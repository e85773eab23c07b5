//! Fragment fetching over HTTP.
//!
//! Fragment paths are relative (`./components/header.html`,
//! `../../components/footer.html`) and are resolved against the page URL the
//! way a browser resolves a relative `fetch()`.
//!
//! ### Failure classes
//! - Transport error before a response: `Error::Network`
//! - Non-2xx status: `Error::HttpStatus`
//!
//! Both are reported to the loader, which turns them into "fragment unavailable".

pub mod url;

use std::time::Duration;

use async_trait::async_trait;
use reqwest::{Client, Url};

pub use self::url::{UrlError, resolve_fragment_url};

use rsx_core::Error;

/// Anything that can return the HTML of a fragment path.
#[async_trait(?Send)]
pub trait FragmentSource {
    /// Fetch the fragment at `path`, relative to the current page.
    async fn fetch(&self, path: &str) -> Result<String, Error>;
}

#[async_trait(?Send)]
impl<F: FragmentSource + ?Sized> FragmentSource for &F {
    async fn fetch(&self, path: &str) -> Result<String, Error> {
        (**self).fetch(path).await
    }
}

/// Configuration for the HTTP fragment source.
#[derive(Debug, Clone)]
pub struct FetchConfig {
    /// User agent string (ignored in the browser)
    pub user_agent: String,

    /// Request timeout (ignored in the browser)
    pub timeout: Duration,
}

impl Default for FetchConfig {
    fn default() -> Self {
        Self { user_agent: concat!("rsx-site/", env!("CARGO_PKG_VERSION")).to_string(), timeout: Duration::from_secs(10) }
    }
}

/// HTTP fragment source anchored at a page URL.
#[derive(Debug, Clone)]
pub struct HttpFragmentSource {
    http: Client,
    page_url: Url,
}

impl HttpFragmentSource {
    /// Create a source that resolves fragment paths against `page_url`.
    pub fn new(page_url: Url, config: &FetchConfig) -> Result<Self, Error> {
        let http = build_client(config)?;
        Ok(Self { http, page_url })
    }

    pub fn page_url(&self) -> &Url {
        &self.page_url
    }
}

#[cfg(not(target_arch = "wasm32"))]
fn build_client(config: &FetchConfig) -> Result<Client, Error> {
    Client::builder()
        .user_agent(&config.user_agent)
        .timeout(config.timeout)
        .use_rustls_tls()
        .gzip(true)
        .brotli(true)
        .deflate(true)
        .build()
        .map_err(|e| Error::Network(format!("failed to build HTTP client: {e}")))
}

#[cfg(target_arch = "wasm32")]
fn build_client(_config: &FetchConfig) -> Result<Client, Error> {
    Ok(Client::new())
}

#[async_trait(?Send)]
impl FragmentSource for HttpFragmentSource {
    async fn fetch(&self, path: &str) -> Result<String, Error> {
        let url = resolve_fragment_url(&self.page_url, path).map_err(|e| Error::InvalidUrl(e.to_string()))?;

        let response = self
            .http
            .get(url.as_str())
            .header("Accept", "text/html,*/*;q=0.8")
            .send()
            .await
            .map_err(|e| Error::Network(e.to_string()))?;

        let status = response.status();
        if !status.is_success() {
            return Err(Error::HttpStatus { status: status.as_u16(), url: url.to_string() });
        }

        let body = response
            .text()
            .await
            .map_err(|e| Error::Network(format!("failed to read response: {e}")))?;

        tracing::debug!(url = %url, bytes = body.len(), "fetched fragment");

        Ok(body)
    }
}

== == ==

What is expected →
Everything in the material above is to be copied exactly.

Response to this exercise →
repository e85773eab23c07b5
//! Fragment fetching over HTTP.
//!
//! Fragment paths are relative (`./components/header.html`,
//! `../../components/footer.html`) and are resolved against the page URL the
//! way a browser resolves a relative `fetch()`.
//!
//! ### Failure classes
//! - Transport error before a response: `Error::Network`
//! - Non-2xx status: `Error::HttpStatus`
//!
//! Both are reported to the loader, which turns them into "fragment unavailable".

pub mod url;

use std::time::Duration;

use async_trait::async_trait;
use reqwest::{Client, Url};

pub use self::url::{UrlError, resolve_fragment_url};

use rsx_core::Error;

/// Anything that can return the HTML of a fragment path.
#[async_trait(?Send)]
pub trait FragmentSource {
    /// Fetch the fragment at `path`, relative to the current page.
    async fn fetch(&self, path: &str) -> Result<String, Error>;
}

#[async_trait(?Send)]
impl<F: FragmentSource + ?Sized> FragmentSource for &F {
    async fn fetch(&self, path: &str) -> Result<String, Error> {
        (**self).fetch(path).await
    }
}

/// Configuration for the HTTP fragment source.
#[derive(Debug, Clone)]
pub struct FetchConfig {
    /// User agent string (ignored in the browser)
    pub user_agent: String,

    /// Request timeout (ignored in the browser)
    pub timeout: Duration,
}

impl Default for FetchConfig {
    fn default() -> Self {
        Self { user_agent: concat!("rsx-site/", env!("CARGO_PKG_VERSION")).to_string(), timeout: Duration::from_secs(10) }
    }
}

/// HTTP fragment source anchored at a page URL.
#[derive(Debug, Clone)]
pub struct HttpFragmentSource {
    http: Client,
    page_url: Url,
}

impl HttpFragmentSource {
    /// Create a source that resolves fragment paths against `page_url`.
    pub fn new(page_url: Url, config: &FetchConfig) -> Result<Self, Error> {
        let http = build_client(config)?;
        Ok(Self { http, page_url })
    }

    pub fn page_url(&self) -> &Url {
        &self.page_url
    }
}

#[cfg(not(target_arch = "wasm32"))]
fn build_client(config: &FetchConfig) -> Result<Client, Error> {
    Client::builder()
        .user_agent(&config.user_agent)
        .timeout(config.timeout)
        .use_rustls_tls()
        .gzip(true)
        .brotli(true)
        .deflate(true)
        .build()
        .map_err(|e| Error::Network(format!("failed to build HTTP client: {e}")))
}

#[cfg(target_arch = "wasm32")]
fn build_client(_config: &FetchConfig) -> Result<Client, Error> {
    Ok(Client::new())
}

#[async_trait(?Send)]
impl FragmentSource for HttpFragmentSource {
    async fn fetch(&self, path: &str) -> Result<String, Error> {
        let url = resolve_fragment_url(&self.page_url, path).map_err(|e| Error::InvalidUrl(e.to_string()))?;

        let response = self
            .http
            .get(url.as_str())
            .header("Accept", "text/html,*/*;q=0.8")
            .send()
            .await
            .map_err(|e| Error::Network(e.to_string()))?;

        let status = response.status();
        if !status.is_success() {
            return Err(Error::HttpStatus { status: status.as_u16(), url: url.to_string() });
        }

        let body = response
            .text()
            .await
            .map_err(|e| Error::Network(format!("failed to read response: {e}")))?;

        tracing::debug!(url = %url, bytes = body.len(), "fetched fragment");

        Ok(body)
    }
}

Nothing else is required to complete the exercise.